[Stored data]

· · · · · · ·

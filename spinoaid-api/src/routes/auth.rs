/// Authentication endpoints
///
/// This module provides user authentication endpoints:
/// - Registration
/// - Login
/// - Current identity
///
/// # Endpoints
///
/// - `POST /auth/register` - Register new user
/// - `POST /auth/login` - Login and get a token
/// - `GET /auth/me` - Identity behind the bearer token

use crate::{
    app::AppState,
    error::{ApiError, ApiResult},
    extract::ApiJson,
};
use axum::{extract::State, Extension, Json};
use serde::{Deserialize, Serialize};
use spinoaid_shared::{
    auth::{middleware::AuthContext, password},
    models::user::{CreateUser, User},
};
use validator::Validate;

const EMAIL_TAKEN: &str = "Email already registered";
const BAD_CREDENTIALS: &str = "Invalid email or password";

/// Register request
#[derive(Debug, Deserialize, Validate)]
pub struct RegisterRequest {
    /// Display name
    #[validate(length(min = 1, max = 100, message = "Name must be 1 to 100 characters"))]
    pub name: String,

    /// Email address
    #[validate(email(message = "Invalid email format"))]
    pub email: String,

    #[validate(length(min = 1, message = "Password is required"))]
    pub password: String,
}

/// Login request
#[derive(Debug, Deserialize, Validate)]
pub struct LoginRequest {
    /// Email address
    #[validate(email(message = "Invalid email format"))]
    pub email: String,

    /// Password
    pub password: String,
}

/// Public view of a user
#[derive(Debug, Serialize, Deserialize)]
pub struct UserResponse {
    pub id: String,
    pub name: String,
    pub email: String,
}

impl From<&User> for UserResponse {
    fn from(user: &User) -> Self {
        Self {
            id: user.id.to_string(),
            name: user.name.clone(),
            email: user.email.clone(),
        }
    }
}

/// Register and login response
#[derive(Debug, Serialize, Deserialize)]
pub struct AuthResponse {
    pub success: bool,
    pub message: String,

    /// Bearer token (24h)
    pub token: String,

    pub user: UserResponse,
}

/// Register a new user
///
/// # Endpoint
///
/// ```text
/// POST /auth/register
/// Content-Type: application/json
///
/// {
///   "name": "Dr. Jane Doe",
///   "email": "jane@example.com",
///   "password": "secret"
/// }
/// ```
///
/// # Response
///
/// ```json
/// {
///   "success": true,
///   "message": "Registration successful",
///   "token": "eyJ...",
///   "user": { "id": "uuid", "name": "Dr. Jane Doe", "email": "jane@example.com" }
/// }
/// ```
///
/// # Errors
///
/// - `400 Bad Request`: Email already registered
/// - `422 Unprocessable Entity`: Validation failed
/// - `500 Internal Server Error`: Server error
pub async fn register(
    State(state): State<AppState>,
    ApiJson(req): ApiJson<RegisterRequest>,
) -> ApiResult<Json<AuthResponse>> {
    // Validate the name as it will be stored
    let req = RegisterRequest {
        name: req.name.trim().to_string(),
        ..req
    };
    req.validate()?;

    if User::find_by_email(&*state.store, &req.email).await?.is_some() {
        return Err(ApiError::BadRequest(EMAIL_TAKEN.to_string()));
    }

    // Argon2 is CPU-bound
    let plain = req.password;
    let password_hash =
        tokio::task::spawn_blocking(move || password::hash_password(&plain)).await??;

    let user = User::create(
        &*state.store,
        CreateUser {
            name: req.name,
            email: req.email,
            password_hash,
        },
    )
    .await
    .map_err(|err| {
        // Lost a race with a concurrent registration
        if err.is_duplicate_of("email") {
            ApiError::BadRequest(EMAIL_TAKEN.to_string())
        } else {
            ApiError::from(err)
        }
    })?;

    let token = state.tokens.issue(user.id)?;

    tracing::info!(user_id = %user.id, "user registered");

    Ok(Json(AuthResponse {
        success: true,
        message: "Registration successful".to_string(),
        token,
        user: UserResponse::from(&user),
    }))
}

/// Login endpoint
///
/// # Endpoint
///
/// ```text
/// POST /auth/login
/// Content-Type: application/json
///
/// {
///   "email": "jane@example.com",
///   "password": "secret"
/// }
/// ```
///
/// # Response
///
/// Same shape as registration, with message `"Login successful"`.
///
/// # Errors
///
/// - `401 Unauthorized`: Unknown email or wrong password
/// - `422 Unprocessable Entity`: Validation failed
/// - `500 Internal Server Error`: Server error
pub async fn login(
    State(state): State<AppState>,
    ApiJson(req): ApiJson<LoginRequest>,
) -> ApiResult<Json<AuthResponse>> {
    req.validate()?;

    let user = User::find_by_email(&*state.store, &req.email)
        .await?
        .ok_or_else(|| ApiError::Unauthorized(BAD_CREDENTIALS.to_string()))?;

    let plain = req.password;
    let stored_hash = user.password_hash.clone();
    let valid =
        tokio::task::spawn_blocking(move || password::verify_password(&plain, &stored_hash))
            .await??;

    if !valid {
        tracing::debug!(user_id = %user.id, "login rejected");
        return Err(ApiError::Unauthorized(BAD_CREDENTIALS.to_string()));
    }

    let token = state.tokens.issue(user.id)?;

    Ok(Json(AuthResponse {
        success: true,
        message: "Login successful".to_string(),
        token,
        user: UserResponse::from(&user),
    }))
}

/// Current identity
///
/// # Endpoint
///
/// ```text
/// GET /auth/me
/// Authorization: Bearer <token>
/// ```
///
/// # Response
///
/// ```json
/// { "id": "uuid", "name": "Mock User", "email": "mock@example.com" }
/// ```
///
/// Name and email come from the configured identity resolution.
pub async fn me(Extension(auth): Extension<AuthContext>) -> Json<UserResponse> {
    Json(UserResponse {
        id: auth.user_id.to_string(),
        name: auth.name,
        email: auth.email,
    })
}

#[cfg(test)]
mod tests {
    use super::*;

    #[test]
    fn test_register_validation() {
        let ok = RegisterRequest {
            name: "Jane".to_string(),
            email: "jane@example.com".to_string(),
            password: "pw".to_string(),
        };
        assert!(ok.validate().is_ok());

        let bad = RegisterRequest {
            name: String::new(),
            email: "not-an-email".to_string(),
            password: String::new(),
        };
        let errors = bad.validate().unwrap_err();
        let fields = errors.field_errors();
        assert!(fields.contains_key("name"));
        assert!(fields.contains_key("email"));
        assert!(fields.contains_key("password"));
    }
}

· · · · · · ·

- ABOUT THIS TASK
Go through the records line by line, and copy each line that holds the string "await".

- ANSWER SPACE
    if User::find_by_email(&*state.store, &req.email).await?.is_some() {
        tokio::task::spawn_blocking(move || password::hash_password(&plain)).await??;
    .await
        .await?
            .await??;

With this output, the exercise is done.